*** Begin section ***
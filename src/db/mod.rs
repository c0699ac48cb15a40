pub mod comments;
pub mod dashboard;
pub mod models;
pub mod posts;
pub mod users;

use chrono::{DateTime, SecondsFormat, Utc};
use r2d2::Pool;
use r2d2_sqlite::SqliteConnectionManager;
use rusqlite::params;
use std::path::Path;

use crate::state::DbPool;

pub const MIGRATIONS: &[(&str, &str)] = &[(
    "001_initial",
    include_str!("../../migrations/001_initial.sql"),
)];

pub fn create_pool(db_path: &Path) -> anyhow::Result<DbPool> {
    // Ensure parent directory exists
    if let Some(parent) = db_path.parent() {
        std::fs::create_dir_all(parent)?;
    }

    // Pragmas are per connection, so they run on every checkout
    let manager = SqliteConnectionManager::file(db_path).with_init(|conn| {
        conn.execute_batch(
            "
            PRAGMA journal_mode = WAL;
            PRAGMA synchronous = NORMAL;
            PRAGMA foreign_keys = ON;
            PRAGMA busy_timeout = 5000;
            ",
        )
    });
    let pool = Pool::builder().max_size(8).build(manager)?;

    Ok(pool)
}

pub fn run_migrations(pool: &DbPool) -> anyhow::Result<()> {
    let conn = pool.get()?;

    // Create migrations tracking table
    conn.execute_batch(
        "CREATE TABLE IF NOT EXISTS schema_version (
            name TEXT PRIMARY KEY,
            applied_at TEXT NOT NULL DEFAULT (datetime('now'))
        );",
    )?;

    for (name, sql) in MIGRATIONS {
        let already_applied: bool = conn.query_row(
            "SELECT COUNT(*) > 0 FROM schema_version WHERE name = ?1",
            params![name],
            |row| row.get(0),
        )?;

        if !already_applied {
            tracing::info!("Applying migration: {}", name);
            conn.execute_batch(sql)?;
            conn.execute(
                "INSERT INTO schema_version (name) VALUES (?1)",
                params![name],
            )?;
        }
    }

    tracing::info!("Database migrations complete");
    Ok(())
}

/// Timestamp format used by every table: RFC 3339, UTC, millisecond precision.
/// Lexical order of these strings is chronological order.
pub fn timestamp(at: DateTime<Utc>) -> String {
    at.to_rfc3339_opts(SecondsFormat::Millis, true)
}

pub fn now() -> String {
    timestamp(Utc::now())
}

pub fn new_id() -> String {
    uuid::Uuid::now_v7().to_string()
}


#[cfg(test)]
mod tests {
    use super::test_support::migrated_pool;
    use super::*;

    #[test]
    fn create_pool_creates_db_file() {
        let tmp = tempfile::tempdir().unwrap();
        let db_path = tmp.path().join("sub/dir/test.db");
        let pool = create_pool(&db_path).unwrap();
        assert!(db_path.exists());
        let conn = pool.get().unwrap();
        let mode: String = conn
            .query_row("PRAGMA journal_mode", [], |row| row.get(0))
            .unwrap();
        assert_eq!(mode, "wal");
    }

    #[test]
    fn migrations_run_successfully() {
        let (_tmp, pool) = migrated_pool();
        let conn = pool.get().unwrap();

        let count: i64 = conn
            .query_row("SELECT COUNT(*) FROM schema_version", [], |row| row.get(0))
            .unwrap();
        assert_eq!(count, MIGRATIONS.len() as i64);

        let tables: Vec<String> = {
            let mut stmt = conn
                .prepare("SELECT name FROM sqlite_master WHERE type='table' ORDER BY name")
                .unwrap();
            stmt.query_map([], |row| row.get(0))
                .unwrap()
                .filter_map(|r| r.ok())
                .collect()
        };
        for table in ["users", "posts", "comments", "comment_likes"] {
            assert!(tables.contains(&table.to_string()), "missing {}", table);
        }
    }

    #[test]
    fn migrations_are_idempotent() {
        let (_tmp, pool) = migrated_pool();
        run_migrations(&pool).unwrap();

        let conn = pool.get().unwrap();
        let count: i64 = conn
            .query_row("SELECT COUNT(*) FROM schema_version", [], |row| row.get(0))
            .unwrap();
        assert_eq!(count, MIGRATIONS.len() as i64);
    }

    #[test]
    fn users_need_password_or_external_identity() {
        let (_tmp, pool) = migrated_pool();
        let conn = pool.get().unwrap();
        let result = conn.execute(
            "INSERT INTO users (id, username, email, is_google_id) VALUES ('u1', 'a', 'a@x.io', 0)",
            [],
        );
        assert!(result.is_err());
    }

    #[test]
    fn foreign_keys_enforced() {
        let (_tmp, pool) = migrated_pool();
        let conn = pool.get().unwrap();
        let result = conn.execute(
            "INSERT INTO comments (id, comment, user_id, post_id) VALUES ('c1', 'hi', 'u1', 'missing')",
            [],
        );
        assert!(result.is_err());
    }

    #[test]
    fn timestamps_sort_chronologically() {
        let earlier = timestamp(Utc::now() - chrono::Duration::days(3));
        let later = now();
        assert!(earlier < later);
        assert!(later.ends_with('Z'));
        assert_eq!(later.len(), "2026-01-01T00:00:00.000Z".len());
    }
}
*** End section ***
*** Begin section ***
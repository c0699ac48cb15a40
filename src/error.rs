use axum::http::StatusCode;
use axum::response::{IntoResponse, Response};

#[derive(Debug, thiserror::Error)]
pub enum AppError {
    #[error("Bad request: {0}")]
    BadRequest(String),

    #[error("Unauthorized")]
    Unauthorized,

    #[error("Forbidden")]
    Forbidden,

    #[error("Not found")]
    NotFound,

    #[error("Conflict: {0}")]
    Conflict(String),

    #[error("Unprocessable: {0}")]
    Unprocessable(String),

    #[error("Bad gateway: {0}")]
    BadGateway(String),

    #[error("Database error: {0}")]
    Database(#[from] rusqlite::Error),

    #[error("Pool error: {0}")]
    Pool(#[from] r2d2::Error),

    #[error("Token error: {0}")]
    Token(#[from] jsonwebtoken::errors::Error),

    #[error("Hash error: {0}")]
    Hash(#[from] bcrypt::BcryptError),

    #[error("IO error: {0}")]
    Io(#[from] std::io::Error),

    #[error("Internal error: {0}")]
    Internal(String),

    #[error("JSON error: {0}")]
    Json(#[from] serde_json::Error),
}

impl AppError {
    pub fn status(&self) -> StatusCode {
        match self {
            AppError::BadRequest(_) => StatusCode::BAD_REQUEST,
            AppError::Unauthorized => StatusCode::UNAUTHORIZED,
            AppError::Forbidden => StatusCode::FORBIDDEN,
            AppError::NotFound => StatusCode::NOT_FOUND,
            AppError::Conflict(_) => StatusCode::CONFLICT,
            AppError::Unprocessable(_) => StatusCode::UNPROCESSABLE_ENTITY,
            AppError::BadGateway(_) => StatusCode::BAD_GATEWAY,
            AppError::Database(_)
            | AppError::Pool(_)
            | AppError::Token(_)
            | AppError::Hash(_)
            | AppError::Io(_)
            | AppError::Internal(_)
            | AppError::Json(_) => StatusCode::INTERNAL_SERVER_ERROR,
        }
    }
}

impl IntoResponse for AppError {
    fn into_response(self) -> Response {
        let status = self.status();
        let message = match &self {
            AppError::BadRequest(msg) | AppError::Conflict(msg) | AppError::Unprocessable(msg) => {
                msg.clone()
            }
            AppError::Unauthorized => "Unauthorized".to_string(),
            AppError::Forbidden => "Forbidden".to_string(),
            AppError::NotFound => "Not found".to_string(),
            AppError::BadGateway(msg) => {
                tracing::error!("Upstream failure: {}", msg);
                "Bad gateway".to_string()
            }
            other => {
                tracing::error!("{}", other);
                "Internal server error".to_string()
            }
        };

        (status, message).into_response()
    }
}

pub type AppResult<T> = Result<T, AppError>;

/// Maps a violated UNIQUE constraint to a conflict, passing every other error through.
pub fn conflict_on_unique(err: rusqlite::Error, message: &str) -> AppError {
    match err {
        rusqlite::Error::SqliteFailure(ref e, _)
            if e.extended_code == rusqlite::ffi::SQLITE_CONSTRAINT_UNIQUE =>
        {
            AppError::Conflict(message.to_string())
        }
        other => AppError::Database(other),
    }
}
*** End section ***
*** Begin section ***
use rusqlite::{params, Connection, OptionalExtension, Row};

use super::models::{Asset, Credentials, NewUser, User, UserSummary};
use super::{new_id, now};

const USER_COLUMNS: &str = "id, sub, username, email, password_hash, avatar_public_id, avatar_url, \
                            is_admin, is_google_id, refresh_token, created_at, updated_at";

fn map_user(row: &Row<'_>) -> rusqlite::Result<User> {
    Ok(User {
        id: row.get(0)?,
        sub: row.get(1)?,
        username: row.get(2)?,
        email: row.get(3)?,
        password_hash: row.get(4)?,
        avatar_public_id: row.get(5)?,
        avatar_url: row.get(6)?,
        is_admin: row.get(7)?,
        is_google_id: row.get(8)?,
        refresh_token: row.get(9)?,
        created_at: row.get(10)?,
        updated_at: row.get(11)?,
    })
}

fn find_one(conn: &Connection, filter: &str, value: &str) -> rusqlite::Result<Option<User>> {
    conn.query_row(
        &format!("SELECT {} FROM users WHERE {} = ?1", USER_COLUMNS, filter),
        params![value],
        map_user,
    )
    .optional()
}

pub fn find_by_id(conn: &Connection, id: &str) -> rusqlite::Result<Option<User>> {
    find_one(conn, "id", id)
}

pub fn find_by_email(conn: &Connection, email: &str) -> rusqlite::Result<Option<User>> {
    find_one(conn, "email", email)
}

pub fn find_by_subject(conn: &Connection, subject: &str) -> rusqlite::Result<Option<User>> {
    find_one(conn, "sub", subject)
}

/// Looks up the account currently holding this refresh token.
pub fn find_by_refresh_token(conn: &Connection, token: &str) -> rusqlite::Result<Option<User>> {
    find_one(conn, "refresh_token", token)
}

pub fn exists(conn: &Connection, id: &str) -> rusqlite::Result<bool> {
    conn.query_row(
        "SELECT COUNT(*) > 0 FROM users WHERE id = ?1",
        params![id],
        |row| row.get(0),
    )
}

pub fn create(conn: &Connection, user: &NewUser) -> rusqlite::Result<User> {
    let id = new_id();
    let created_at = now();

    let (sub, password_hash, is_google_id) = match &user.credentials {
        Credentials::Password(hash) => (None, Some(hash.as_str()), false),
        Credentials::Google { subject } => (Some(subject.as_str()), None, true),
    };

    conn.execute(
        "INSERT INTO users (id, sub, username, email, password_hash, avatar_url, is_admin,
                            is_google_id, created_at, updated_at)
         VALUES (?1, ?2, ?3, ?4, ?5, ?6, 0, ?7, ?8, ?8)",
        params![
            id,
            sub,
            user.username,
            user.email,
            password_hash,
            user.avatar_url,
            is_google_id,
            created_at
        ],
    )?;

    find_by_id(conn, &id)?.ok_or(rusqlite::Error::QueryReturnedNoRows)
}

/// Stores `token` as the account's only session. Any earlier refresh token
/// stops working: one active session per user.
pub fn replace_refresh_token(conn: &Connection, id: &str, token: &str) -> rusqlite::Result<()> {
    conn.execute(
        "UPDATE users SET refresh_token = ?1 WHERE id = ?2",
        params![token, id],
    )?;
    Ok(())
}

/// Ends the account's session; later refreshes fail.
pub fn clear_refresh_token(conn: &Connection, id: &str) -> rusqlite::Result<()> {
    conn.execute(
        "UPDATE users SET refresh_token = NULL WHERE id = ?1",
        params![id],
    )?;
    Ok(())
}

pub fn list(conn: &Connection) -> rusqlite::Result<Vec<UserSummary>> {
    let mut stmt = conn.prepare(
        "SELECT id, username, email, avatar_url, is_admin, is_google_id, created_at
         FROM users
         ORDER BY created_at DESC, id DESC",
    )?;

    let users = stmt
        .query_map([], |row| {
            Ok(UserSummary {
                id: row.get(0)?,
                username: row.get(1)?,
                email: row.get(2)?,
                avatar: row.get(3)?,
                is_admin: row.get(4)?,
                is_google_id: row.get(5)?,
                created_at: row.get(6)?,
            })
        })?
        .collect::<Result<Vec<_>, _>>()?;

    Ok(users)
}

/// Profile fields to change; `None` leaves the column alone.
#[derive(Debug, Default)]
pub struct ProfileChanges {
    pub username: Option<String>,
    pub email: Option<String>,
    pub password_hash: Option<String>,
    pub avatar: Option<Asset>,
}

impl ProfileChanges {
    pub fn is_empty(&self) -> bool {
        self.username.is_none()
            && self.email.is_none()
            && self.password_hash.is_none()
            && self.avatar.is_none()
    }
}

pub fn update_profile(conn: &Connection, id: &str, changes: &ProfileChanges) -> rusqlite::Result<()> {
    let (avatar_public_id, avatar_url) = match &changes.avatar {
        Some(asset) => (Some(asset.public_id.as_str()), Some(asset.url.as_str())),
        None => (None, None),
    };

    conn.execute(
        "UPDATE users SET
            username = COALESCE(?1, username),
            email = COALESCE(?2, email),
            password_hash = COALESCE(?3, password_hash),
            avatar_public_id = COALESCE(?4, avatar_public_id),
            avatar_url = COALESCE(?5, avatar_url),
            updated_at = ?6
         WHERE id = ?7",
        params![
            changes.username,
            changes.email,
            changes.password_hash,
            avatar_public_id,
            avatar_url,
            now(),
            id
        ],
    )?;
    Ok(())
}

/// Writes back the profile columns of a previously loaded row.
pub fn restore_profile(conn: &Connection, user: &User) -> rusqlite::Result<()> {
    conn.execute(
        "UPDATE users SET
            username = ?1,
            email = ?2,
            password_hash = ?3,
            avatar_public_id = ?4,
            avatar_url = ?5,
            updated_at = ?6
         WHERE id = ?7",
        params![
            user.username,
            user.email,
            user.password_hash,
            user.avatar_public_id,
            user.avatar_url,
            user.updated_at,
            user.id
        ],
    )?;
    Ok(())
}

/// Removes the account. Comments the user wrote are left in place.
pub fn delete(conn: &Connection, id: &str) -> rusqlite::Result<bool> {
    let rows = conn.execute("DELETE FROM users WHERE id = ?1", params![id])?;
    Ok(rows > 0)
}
*** End section ***
◆ Assignment:
Wherever the string "tables" occurs in the listing, return the line it sits on.

◆ Your solution:
        let tables: Vec<String> = {
            assert!(tables.contains(&table.to_string()), "missing {}", table);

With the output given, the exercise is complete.